MATERIAL TO PROCESS ::
BEGIN

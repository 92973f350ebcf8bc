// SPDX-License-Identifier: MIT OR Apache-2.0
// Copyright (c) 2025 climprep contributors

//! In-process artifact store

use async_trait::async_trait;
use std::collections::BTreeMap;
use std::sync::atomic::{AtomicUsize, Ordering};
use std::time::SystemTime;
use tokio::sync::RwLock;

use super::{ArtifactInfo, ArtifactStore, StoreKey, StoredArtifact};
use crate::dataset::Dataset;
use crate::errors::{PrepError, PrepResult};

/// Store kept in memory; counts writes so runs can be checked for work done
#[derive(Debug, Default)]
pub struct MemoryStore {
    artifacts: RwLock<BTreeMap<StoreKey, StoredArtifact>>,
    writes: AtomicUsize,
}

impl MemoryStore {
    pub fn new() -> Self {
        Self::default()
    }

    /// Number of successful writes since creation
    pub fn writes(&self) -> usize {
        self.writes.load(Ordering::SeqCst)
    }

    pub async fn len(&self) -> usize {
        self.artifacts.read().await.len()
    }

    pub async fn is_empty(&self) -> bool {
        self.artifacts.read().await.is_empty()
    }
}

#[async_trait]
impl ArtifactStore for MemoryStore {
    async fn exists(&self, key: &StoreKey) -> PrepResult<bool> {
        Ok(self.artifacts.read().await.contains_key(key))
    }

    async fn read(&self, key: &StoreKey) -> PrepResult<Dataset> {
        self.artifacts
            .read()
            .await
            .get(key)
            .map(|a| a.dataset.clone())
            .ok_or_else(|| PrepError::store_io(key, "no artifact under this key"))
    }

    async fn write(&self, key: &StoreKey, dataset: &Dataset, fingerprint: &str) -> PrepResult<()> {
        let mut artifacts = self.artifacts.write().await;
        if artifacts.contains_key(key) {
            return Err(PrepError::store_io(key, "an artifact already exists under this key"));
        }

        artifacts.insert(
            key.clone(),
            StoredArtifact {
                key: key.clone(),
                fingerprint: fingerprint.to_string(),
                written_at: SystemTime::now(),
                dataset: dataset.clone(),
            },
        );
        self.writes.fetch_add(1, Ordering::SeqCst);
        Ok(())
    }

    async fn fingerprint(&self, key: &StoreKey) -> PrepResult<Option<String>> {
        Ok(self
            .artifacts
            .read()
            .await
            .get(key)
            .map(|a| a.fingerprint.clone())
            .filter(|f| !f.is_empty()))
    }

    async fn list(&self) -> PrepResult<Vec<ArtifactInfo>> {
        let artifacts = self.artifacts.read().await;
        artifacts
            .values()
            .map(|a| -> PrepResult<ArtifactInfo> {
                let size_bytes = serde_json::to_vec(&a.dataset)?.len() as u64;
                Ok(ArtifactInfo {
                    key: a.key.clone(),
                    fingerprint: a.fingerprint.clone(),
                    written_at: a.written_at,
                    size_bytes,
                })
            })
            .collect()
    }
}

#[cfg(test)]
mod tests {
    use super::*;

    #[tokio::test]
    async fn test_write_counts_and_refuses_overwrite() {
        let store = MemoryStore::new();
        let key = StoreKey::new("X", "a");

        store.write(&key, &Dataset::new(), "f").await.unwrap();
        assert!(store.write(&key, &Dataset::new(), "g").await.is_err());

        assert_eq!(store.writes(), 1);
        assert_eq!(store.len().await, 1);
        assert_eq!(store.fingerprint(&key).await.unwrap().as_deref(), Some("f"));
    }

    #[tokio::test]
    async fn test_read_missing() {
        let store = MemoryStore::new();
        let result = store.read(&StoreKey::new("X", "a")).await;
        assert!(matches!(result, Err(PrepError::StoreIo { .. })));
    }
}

END
BEGIN

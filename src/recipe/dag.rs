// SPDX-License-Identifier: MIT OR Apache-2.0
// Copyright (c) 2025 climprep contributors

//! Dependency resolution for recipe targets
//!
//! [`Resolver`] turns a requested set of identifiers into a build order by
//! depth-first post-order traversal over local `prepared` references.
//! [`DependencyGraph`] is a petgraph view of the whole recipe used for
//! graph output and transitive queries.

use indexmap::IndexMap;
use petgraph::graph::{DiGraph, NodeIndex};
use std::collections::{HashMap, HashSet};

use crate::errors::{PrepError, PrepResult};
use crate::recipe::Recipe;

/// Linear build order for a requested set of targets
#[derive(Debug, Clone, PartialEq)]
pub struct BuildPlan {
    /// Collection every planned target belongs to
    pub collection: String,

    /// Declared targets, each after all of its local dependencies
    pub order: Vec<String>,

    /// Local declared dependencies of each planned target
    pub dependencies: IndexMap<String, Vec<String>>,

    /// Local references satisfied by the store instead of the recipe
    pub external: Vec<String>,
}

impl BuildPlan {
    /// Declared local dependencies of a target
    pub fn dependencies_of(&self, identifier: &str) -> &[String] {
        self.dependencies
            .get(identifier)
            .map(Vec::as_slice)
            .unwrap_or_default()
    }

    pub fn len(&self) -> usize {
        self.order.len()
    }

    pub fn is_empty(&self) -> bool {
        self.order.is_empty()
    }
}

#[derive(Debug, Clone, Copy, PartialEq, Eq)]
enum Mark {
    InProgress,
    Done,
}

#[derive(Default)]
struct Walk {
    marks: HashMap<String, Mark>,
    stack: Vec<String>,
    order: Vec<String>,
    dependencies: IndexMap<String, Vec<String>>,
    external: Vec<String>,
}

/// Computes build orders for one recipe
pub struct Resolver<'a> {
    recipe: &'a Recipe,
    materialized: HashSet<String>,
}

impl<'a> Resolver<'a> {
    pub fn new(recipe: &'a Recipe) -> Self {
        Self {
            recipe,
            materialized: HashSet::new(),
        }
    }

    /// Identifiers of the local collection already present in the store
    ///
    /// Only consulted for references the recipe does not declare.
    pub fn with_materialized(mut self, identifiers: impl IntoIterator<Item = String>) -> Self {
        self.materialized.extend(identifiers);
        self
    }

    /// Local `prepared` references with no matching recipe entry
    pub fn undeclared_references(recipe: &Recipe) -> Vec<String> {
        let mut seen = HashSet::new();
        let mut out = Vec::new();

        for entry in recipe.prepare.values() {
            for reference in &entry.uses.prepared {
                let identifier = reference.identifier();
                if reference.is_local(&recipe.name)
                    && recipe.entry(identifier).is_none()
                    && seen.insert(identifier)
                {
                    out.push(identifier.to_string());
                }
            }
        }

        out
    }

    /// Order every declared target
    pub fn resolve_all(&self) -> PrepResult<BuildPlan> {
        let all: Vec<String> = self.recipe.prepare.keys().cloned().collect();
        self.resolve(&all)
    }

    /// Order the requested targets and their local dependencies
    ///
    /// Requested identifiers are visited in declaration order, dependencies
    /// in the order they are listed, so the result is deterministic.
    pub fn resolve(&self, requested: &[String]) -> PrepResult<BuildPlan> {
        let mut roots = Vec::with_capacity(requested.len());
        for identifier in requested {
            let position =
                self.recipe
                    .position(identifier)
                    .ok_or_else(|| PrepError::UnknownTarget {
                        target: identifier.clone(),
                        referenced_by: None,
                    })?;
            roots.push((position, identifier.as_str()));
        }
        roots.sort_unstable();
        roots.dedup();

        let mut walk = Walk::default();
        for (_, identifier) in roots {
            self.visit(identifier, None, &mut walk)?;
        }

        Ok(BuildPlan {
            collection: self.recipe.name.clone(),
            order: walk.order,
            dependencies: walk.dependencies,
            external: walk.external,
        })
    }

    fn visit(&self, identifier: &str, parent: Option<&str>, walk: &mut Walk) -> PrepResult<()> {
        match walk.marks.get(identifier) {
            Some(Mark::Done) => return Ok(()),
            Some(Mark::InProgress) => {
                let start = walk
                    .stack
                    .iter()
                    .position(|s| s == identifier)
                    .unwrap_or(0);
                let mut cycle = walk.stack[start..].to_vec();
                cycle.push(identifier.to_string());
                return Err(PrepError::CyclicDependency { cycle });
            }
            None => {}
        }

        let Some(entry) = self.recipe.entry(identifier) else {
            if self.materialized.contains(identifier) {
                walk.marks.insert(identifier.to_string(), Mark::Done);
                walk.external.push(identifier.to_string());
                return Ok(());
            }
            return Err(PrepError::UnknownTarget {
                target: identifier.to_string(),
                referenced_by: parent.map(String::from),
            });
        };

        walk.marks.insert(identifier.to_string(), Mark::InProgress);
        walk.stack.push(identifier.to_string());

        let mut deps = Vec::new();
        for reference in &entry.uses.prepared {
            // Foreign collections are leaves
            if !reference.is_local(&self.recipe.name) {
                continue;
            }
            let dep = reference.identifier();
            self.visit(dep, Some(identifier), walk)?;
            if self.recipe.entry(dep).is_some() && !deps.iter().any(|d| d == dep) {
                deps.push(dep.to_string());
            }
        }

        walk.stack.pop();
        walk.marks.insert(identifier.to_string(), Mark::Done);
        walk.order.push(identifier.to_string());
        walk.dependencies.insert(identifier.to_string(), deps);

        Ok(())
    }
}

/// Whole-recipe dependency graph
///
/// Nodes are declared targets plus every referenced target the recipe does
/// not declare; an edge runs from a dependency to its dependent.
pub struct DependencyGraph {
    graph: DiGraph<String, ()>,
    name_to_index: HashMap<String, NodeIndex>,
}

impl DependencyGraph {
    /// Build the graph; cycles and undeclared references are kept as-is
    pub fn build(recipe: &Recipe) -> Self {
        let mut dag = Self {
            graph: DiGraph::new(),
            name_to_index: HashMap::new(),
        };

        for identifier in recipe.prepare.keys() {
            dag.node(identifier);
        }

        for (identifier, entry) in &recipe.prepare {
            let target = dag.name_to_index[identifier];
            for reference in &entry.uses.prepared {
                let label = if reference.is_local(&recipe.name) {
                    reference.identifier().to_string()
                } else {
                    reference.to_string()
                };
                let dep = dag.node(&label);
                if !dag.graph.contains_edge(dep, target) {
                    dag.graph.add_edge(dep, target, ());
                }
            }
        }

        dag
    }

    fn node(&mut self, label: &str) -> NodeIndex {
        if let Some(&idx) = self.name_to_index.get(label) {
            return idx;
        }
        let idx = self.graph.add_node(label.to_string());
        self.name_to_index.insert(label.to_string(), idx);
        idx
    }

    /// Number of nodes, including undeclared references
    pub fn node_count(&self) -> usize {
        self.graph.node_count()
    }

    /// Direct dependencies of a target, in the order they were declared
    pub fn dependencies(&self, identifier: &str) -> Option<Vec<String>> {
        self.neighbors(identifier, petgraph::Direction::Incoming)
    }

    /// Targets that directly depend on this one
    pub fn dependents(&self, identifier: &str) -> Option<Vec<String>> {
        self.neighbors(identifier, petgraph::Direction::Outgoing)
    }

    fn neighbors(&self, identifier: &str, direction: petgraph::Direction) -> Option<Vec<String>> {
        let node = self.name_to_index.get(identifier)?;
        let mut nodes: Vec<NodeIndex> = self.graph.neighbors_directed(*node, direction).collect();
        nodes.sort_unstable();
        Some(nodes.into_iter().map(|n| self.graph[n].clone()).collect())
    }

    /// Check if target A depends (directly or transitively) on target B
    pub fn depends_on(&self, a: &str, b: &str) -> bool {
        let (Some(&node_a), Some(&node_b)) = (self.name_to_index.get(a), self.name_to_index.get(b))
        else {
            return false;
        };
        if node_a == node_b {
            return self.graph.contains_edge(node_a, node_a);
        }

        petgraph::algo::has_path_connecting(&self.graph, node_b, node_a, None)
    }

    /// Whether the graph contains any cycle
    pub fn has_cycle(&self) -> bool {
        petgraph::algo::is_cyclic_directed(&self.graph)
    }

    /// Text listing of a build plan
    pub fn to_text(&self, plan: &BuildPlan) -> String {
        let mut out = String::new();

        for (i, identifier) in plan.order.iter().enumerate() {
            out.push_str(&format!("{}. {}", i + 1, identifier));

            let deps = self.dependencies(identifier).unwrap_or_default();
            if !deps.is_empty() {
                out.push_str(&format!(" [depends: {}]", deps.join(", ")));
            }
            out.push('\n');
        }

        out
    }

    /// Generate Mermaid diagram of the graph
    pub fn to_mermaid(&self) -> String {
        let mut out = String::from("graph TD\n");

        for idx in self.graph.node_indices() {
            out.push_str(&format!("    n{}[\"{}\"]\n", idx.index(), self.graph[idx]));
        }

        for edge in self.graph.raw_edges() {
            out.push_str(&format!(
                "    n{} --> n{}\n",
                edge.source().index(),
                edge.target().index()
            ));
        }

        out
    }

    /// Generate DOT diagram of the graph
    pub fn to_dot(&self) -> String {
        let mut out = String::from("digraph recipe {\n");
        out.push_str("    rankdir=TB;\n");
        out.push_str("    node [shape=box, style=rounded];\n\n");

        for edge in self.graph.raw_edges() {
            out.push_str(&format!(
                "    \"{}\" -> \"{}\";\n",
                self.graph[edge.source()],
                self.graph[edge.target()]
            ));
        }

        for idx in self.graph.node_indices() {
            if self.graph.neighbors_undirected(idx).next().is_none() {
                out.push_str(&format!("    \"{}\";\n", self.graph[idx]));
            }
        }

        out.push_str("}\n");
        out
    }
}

END

When a line in the records holds the string "bool", copy that line.

ANSWER TO THIS TASK ::
    pub async fn is_empty(&self) -> bool {
    async fn exists(&self, key: &StoreKey) -> PrepResult<bool> {
    pub fn is_empty(&self) -> bool {
    pub fn depends_on(&self, a: &str, b: &str) -> bool {
    pub fn has_cycle(&self) -> bool {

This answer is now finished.